* **Extracted entries**:
━━━━━━━━━━━━━━━━━━━━━━━━━━━━━━

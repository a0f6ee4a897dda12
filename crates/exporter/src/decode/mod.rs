//! Decoders that turn raw node bytes into export records.

pub mod digest;
pub mod event;
pub mod extrinsic;
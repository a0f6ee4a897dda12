//! Digest log rendering.
//!
//! Header digest items arrive as hex-encoded SCALE. The exporter renders
//! each one as a short human-readable string; anything it cannot parse falls
//! back to the raw hex rather than failing the block.

use parity_scale_codec::Decode;

/// Length of a consensus engine id ("BABE", "aura", "pow_").
const CONSENSUS_ENGINE_ID_LEN: usize = 4;

/// SCALE discriminants of `sp_runtime::generic::DigestItem`.
///
/// ChangesTrieRoot (2) and ChangesTrieSignal (3) were removed upstream.
mod discriminant {
    pub const OTHER: u8 = 0;
    pub const CONSENSUS: u8 = 4;
    pub const SEAL: u8 = 5;
    pub const PRE_RUNTIME: u8 = 6;
    pub const RUNTIME_ENVIRONMENT_UPDATED: u8 = 8;
}

/// Render every digest log of a header, in order.
pub fn render_digest_logs(logs: &[String]) -> Vec<String> {
    logs.iter()
        .map(|log_hex| try_render(log_hex).unwrap_or_else(|| log_hex.clone()))
        .collect()
}

fn try_render(log_hex: &str) -> Option<String> {
    let bytes = hex::decode(log_hex.strip_prefix("0x")?).ok()?;
    let (&kind, data) = bytes.split_first()?;

    match kind {
        discriminant::PRE_RUNTIME => render_consensus("PreRuntime", data),
        discriminant::CONSENSUS => render_consensus("Consensus", data),
        discriminant::SEAL => render_consensus("Seal", data),
        discriminant::RUNTIME_ENVIRONMENT_UPDATED => Some("RuntimeEnvironmentUpdated".to_string()),
        discriminant::OTHER => {
            let mut cursor = data;
            let payload = Vec::<u8>::decode(&mut cursor).ok()?;
            Some(format!("Other(0x{})", hex::encode(payload)))
        }
        _ => None,
    }
}

/// PreRuntime/Consensus/Seal payloads are `(ConsensusEngineId, Vec<u8>)`:
/// 4 raw engine bytes followed by a length-prefixed payload.
fn render_consensus(kind: &str, data: &[u8]) -> Option<String> {
    if data.len() < CONSENSUS_ENGINE_ID_LEN {
        return None;
    }

    let (engine, rest) = data.split_at(CONSENSUS_ENGINE_ID_LEN);
    let engine = match std::str::from_utf8(engine) {
        Ok(s) if s.chars().all(|c| c.is_ascii_graphic()) => s.to_string(),
        _ => format!("0x{}", hex::encode(engine)),
    };

    let mut cursor = rest;
    let payload = Vec::<u8>::decode(&mut cursor).ok()?;

    Some(format!("{}({}, 0x{})", kind, engine, hex::encode(payload)))
}

#[cfg(test)]
mod tests {
    use super::*;
    use parity_scale_codec::Encode;

    fn log_hex(kind: u8, engine: &[u8; 4], payload: &[u8]) -> String {
        let mut bytes = vec![kind];
        bytes.extend(engine);
        bytes.extend(payload.to_vec().encode());
        format!("0x{}", hex::encode(bytes))
    }

    #[test]
    fn renders_pre_runtime_log() {
        let log = log_hex(6, b"aura", &[1, 2, 3]);
        assert_eq!(render_digest_logs(&[log]), vec!["PreRuntime(aura, 0x010203)"]);
    }

    #[test]
    fn renders_seal_log() {
        let log = log_hex(5, b"BABE", &[0xaa]);
        assert_eq!(render_digest_logs(&[log]), vec!["Seal(BABE, 0xaa)"]);
    }

    #[test]
    fn renders_non_ascii_engine_as_hex() {
        let log = log_hex(4, &[0x00, 0x01, 0x02, 0x03], &[]);
        assert_eq!(render_digest_logs(&[log]), vec!["Consensus(0x00010203, 0x)"]);
    }

    #[test]
    fn renders_runtime_environment_updated() {
        assert_eq!(
            render_digest_logs(&["0x08".to_string()]),
            vec!["RuntimeEnvironmentUpdated"]
        );
    }

    #[test]
    fn falls_back_to_raw_hex_for_unknown_items() {
        let unknown = "0x07deadbeef".to_string();
        let garbage = "0xnothex".to_string();
        assert_eq!(
            render_digest_logs(&[unknown.clone(), garbage.clone()]),
            vec![unknown, garbage]
        );
    }
}
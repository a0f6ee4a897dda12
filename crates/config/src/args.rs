use clap::Parser;
use clap::error::ErrorKind;
use std::ops::RangeInclusive;
use thiserror::Error;

#[derive(Debug, Error, PartialEq, Eq)]
#[error("start block {start} is greater than end block {end}")]
pub struct RangeError {
    pub start: u64,
    pub end: u64,
}

/// Command line arguments: `export <startBlock> <endBlock>`.
#[derive(Parser, Debug)]
#[command(author, version, about, long_about = None)]
pub struct Args {
    /// First block height to export (inclusive)
    #[arg(value_name = "startBlock")]
    pub start_block: u64,

    /// Last block height to export (inclusive)
    #[arg(value_name = "endBlock")]
    pub end_block: u64,

    /// Path to .env file (e.g., .env.polkadot)
    #[arg(short, long, default_value = ".env")]
    pub env_file: String,
}

impl Args {
    /// Parse command line arguments, exiting the process on failure.
    ///
    /// Usage errors (missing or non-numeric arguments) exit with status 1;
    /// `--help` and `--version` keep clap's exit status 0.
    pub fn parse_or_exit() -> Self {
        match Self::try_parse() {
            Ok(args) => args,
            Err(e) => match e.kind() {
                ErrorKind::DisplayHelp | ErrorKind::DisplayVersion => e.exit(),
                _ => {
                    let _ = e.print();
                    std::process::exit(1);
                }
            },
        }
    }

    /// The requested heights, validated so the range is well-formed.
    pub fn block_range(&self) -> Result<RangeInclusive<u64>, RangeError> {
        if self.start_block > self.end_block {
            return Err(RangeError {
                start: self.start_block,
                end: self.end_block,
            });
        }
        Ok(self.start_block..=self.end_block)
    }

    /// Load the configured dotenv file, if one exists.
    pub fn load_env_file(&self) {
        let _ = dotenv::from_filename(&self.env_file);
    }
}

#[cfg(test)]
mod tests {
    use super::*;

    #[test]
    fn test_parses_positional_heights() {
        let args = Args::try_parse_from(["export", "5", "9"]).unwrap();
        assert_eq!(args.start_block, 5);
        assert_eq!(args.end_block, 9);
        assert_eq!(args.env_file, ".env");
    }

    #[test]
    fn test_rejects_non_numeric_height() {
        assert!(Args::try_parse_from(["export", "abc", "9"]).is_err());
    }

    #[test]
    fn test_rejects_missing_height() {
        assert!(Args::try_parse_from(["export", "5"]).is_err());
    }

    #[test]
    fn test_block_range_rejects_start_after_end() {
        let args = Args::try_parse_from(["export", "5", "3"]).unwrap();
        assert_eq!(args.block_range(), Err(RangeError { start: 5, end: 3 }));
    }

    #[test]
    fn test_block_range_allows_single_height() {
        let args = Args::try_parse_from(["export", "100", "100"]).unwrap();
        assert_eq!(args.block_range().unwrap(), 100..=100);
    }
}
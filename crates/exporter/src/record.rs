//! The records written to the export file.

use serde::{Deserialize, Serialize};

/// One exported block: header fields verbatim from the node plus decoded
/// extrinsics and events.
#[derive(Debug, Clone, PartialEq, Eq, Serialize, Deserialize)]
#[serde(rename_all = "camelCase")]
pub struct BlockRecord {
    /// The requested height, never re-derived from the returned header.
    pub block_number: u64,
    pub hash: String,
    pub parent_hash: String,
    pub state_root: String,
    pub extrinsics_root: String,
    pub digest_logs: Vec<String>,
    pub extrinsics: Vec<ExtrinsicRecord>,
    pub events: Vec<EventRecord>,
}

/// `signer` and `tip` stay `Option` without any skip attribute: an unsigned
/// extrinsic serializes them as explicit `null`s, not omitted fields.
#[derive(Debug, Clone, PartialEq, Eq, Serialize, Deserialize)]
#[serde(rename_all = "camelCase")]
pub struct ExtrinsicRecord {
    pub index: u32,
    /// `pallet.call`, both parts lowerCamelCase.
    pub method: String,
    pub signer: Option<String>,
    pub tip: Option<String>,
    pub args: Vec<String>,
}

#[derive(Debug, Clone, PartialEq, Eq, Serialize, Deserialize)]
#[serde(rename_all = "camelCase")]
pub struct EventRecord {
    pub index: u32,
    pub section: String,
    pub method: String,
    pub phase: String,
    pub data: Vec<String>,
}

#[cfg(test)]
mod tests {
    use super::*;

    #[test]
    fn unsigned_extrinsic_serializes_explicit_nulls() {
        let record = ExtrinsicRecord {
            index: 0,
            method: "timestamp.set".to_string(),
            signer: None,
            tip: None,
            args: vec!["1700000000000".to_string()],
        };

        let json = serde_json::to_value(&record).unwrap();
        assert!(json.get("signer").unwrap().is_null());
        assert!(json.get("tip").unwrap().is_null());
    }

    #[test]
    fn block_record_uses_camel_case_keys() {
        let record = BlockRecord {
            block_number: 100,
            hash: "0xaa".to_string(),
            parent_hash: "0xbb".to_string(),
            state_root: "0xcc".to_string(),
            extrinsics_root: "0xdd".to_string(),
            digest_logs: vec![],
            extrinsics: vec![],
            events: vec![],
        };

        let json = serde_json::to_value(&record).unwrap();
        assert_eq!(json["blockNumber"], 100);
        assert!(json.get("parentHash").is_some());
        assert!(json.get("stateRoot").is_some());
        assert!(json.get("extrinsicsRoot").is_some());
        assert!(json.get("digestLogs").is_some());
    }
}
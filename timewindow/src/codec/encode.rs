// Licensed to the Apache Software Foundation (ASF) under one
// or more contributor license agreements.  See the NOTICE file
// distributed with this work for additional information
// regarding copyright ownership.  The ASF licenses this file
// to you under the Apache License, Version 2.0 (the
// "License"); you may not use this file except in compliance
// with the License.  You may obtain a copy of the License at
//
//   http://www.apache.org/licenses/LICENSE-2.0
//
// Unless required by applicable law or agreed to in writing,
// software distributed under the License is distributed on an
// "AS IS" BASIS, WITHOUT WARRANTIES OR CONDITIONS OF ANY
// KIND, either express or implied.  See the License for the
// specific language governing permissions and limitations
// under the License.

/// An append-only little-endian byte writer.
#[derive(Debug, Default)]
pub(crate) struct SketchBytes {
    bytes: Vec<u8>,
}

impl SketchBytes {
    pub fn with_capacity(capacity: usize) -> Self {
        Self {
            bytes: Vec::with_capacity(capacity),
        }
    }

    pub fn write(&mut self, bytes: &[u8]) {
        self.bytes.extend_from_slice(bytes);
    }

    pub fn write_u32_le(&mut self, value: u32) {
        self.write(&value.to_le_bytes());
    }

    pub fn write_i32_le(&mut self, value: i32) {
        self.write(&value.to_le_bytes());
    }

    pub fn write_i64_le(&mut self, value: i64) {
        self.write(&value.to_le_bytes());
    }

    pub fn into_bytes(self) -> Vec<u8> {
        self.bytes
    }
}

━━━━━━━━━━━━━━━━━━━━━━━━━━━━━━

* **Exercise instructions**: Using the data above, reproduce exactly the lines between those holding "a length-prefixed payload." and "let mut bytes = vec![kind];", inclusive, and no others.

* **Task result**:
/// 4 raw engine bytes followed by a length-prefixed payload.
fn render_consensus(kind: &str, data: &[u8]) -> Option<String> {
    if data.len() < CONSENSUS_ENGINE_ID_LEN {
        return None;
    }

    let (engine, rest) = data.split_at(CONSENSUS_ENGINE_ID_LEN);
    let engine = match std::str::from_utf8(engine) {
        Ok(s) if s.chars().all(|c| c.is_ascii_graphic()) => s.to_string(),
        _ => format!("0x{}", hex::encode(engine)),
    };

    let mut cursor = rest;
    let payload = Vec::<u8>::decode(&mut cursor).ok()?;

    Some(format!("{}({}, 0x{})", kind, engine, hex::encode(payload)))
}

#[cfg(test)]
mod tests {
    use super::*;
    use parity_scale_codec::Encode;

    fn log_hex(kind: u8, engine: &[u8; 4], payload: &[u8]) -> String {
        let mut bytes = vec![kind];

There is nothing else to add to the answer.